Por Bibiana Faulkner
Twitter: @hartatedemi

 

Escribiendo, que es gerundio. Y que además de perder la razón, es todo lo que sé hacer.

 

A veces creo que tengo mucho de qué escribir. Sucede que cuando lo digo para mis adentros suena perfecto, pero cuando lo escribo ya todo es distinto, ya no me gusta, ya no se lee como lo escuché, y ya no lo quiero.

 

A partir de ese momento comienza mi algarabía interior:

 

—¿Pero qué escribo?

—No sé, te gusta la música clásica, ¿no? Ahí tienes algo.

 

La verdad era que no tengo nada porque lo único que se me ocurre pensar es que me gustan los sonetos para piano de Beethoven, las French Suites de Bach, que cuando escucho a Mahler siento como si me hiciera llorar, pero no lloro, y que me encanta la curvatura de tu espalda cuando tienes un orgasmo; que también tengo ganas de escribir aquella tarde con un violonchelista al que le pregunté que si me enseñaba a escuchar música y me dijo que no, pero no sé cómo darle vida a la historia, entonces no; que me hace falta apreciar el silencio para entender el 4’33’’ de John Cage.

 

—Bien, antes escribías de política, ¿no?

 

Sí, antes, pero ahora solo se me ocurre que eres la guerra menos santa que ha pasado por aquí.

 

            —Ya, entonces sobre mar, estaciones del año, de andenes, sobre el sol.

 

Entonces vuelvo a arriesgarme a que nada tenga sentido.
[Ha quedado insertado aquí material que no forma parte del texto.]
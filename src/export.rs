//! Result publication into the pipeline's persistent key/value store.
//!
//! Later pipeline steps pick the serial up via `$BITRISE_EMULATOR_SERIAL`.
//! Publication is best-effort; the caller downgrades a failure to a warning
//! because the device itself is already usable at that point.

use anyhow::{bail, Result};
use std::path::Path;

use crate::exec::CommandExecutor;

pub const SERIAL_ENV_KEY: &str = "BITRISE_EMULATOR_SERIAL";

/// Publish the resolved serial for later pipeline steps.
pub fn publish_serial(exec: &dyn CommandExecutor, serial: &str) -> Result<()> {
    let out = exec.run(
        Path::new("envman"),
        &["add", "--key", SERIAL_ENV_KEY, "--value", serial],
    )?;
    if !out.success() {
        bail!(
            "envman add exited with {}: {}",
            out.exit_code,
            out.stderr.trim()
        );
    }
    Ok(())
}
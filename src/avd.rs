//! AVD image discovery.
//!
//! Every locally configured image has a `<name>.ini` entry in the avd
//! directory; the discoverable image names are those basenames.

use anyhow::{Context, Result};
use std::path::{Path, PathBuf};

/// Default AVD directory: `$HOME/.android/avd`.
pub fn default_avd_dir() -> Option<PathBuf> {
    std::env::var_os("HOME").map(|home| PathBuf::from(home).join(".android").join("avd"))
}

/// Names of the AVD images configured under `avd_dir`, sorted.
///
/// A missing directory means no images, not an error.
pub fn list_avd_images(avd_dir: &Path) -> Result<Vec<String>> {
    if !avd_dir.is_dir() {
        return Ok(Vec::new());
    }

    let entries = std::fs::read_dir(avd_dir)
        .with_context(|| format!("failed to read avd dir {}", avd_dir.display()))?;

    let mut names = Vec::new();
    for entry in entries {
        let path = entry?.path();
        if path.extension().and_then(|ext| ext.to_str()) != Some("ini") {
            continue;
        }
        if let Some(stem) = path.file_stem().and_then(|stem| stem.to_str()) {
            names.push(stem.to_string());
        }
    }
    names.sort();
    Ok(names)
}
//! Narrow command-execution seam.
//!
//! Every external tool invocation (adb, envman) goes through
//! [`CommandExecutor`], so the line parsers built on top can be exercised
//! against captured sample output without spawning real processes.

use anyhow::{Context, Result};
use std::path::Path;
use std::process::Command;

/// Captured result of one external command invocation.
#[derive(Debug, Clone)]
pub struct CmdOutput {
    pub stdout: String,
    pub stderr: String,
    pub exit_code: i32,
}

impl CmdOutput {
    pub fn success(&self) -> bool {
        self.exit_code == 0
    }
}

/// Runs an external command to completion and captures its output.
///
/// No per-call timeout: callers bound latency with their enclosing deadline.
pub trait CommandExecutor {
    fn run(&self, program: &Path, args: &[&str]) -> Result<CmdOutput>;
}

/// Executor backed by `std::process::Command`.
pub struct SystemExecutor;

impl CommandExecutor for SystemExecutor {
    fn run(&self, program: &Path, args: &[&str]) -> Result<CmdOutput> {
        let output = Command::new(program)
            .args(args)
            .output()
            .with_context(|| format!("failed to run {} {}", program.display(), args.join(" ")))?;

        Ok(CmdOutput {
            stdout: String::from_utf8_lossy(&output.stdout).into_owned(),
            stderr: String::from_utf8_lossy(&output.stderr).into_owned(),
            exit_code: output.status.code().unwrap_or(-1),
        })
    }
}
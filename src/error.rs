//! Fatal error kinds for a launch run.
//!
//! Only these four terminate the run (exit code 1, distinct message each).
//! Everything else (malformed registry lines, momentarily empty snapshots,
//! ambiguous diffs) is absorbed by continued polling.

use std::time::Duration;
use thiserror::Error;

#[derive(Debug, Error)]
pub enum Error {
    /// Required input missing, or the named AVD image is not discoverable.
    /// Raised before any process is launched.
    #[error("configuration error: {0}")]
    Config(String),

    /// The operating system refused to start the emulator process.
    #[error("failed to start emulator process: {0}")]
    Launch(std::io::Error),

    /// No unambiguous new serial appeared within the resolution deadline.
    /// The launched emulator is left running; its fate is untracked.
    #[error("no new device serial appeared within {}s", .0.as_secs())]
    ResolutionTimeout(Duration),

    /// The resolved device never reported all three boot signals in time.
    #[error("device {serial} did not finish booting within {}s", .timeout.as_secs())]
    BootTimeout { serial: String, timeout: Duration },
}
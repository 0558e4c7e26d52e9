//! Markdown summary of the podium.

use anyhow::{Context, Result};
use std::fmt::Write;
use std::path::{Path, PathBuf};

use crate::pipeline::ScoutRun;
use crate::report::{podium_top_score, star_rating};

pub const MARKDOWN_FILE_NAME: &str = "top_3_summary.md";

pub fn render_markdown(run: &ScoutRun) -> String {
    let mut summary = format!("# Top 3 YouTube Videos for '{}'\n\n", run.topic);

    let podium = run.batch.podium();
    if podium.is_empty() {
        summary.push_str("_No videos found._\n");
        return summary;
    }

    let top_score = podium_top_score(podium);
    for video in podium {
        let rating = star_rating(video.final_score, top_score);
        let _ = writeln!(
            summary,
            "#{} — **{}** by *{}*",
            video.rank, video.video.title, video.video.channel
        );
        let _ = writeln!(summary, "🔗 [Watch here]({})", video.video.url);
        let _ = writeln!(summary, "⭐ Score: {:.2} / 5\n", rating);
    }

    summary
}

pub fn export_markdown(run: &ScoutRun, path: &Path) -> Result<PathBuf> {
    std::fs::write(path, render_markdown(run))
        .with_context(|| format!("Failed to write {}", path.display()))?;
    Ok(path.to_path_buf())
}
La Teoría de la Dependencia, el sol callado de septiembre, la mujer que tenía al mar y al cielo custodiando sus pupilas, el andén al que nunca llegaste, el músico que no sabía mentir, el último libro que leí, los corazones que crujen como hojas en otoño, perder la razón —sabiendo que es lo mejor que sé hacer—, pero que si es por ti, entonces todo tenga sentido.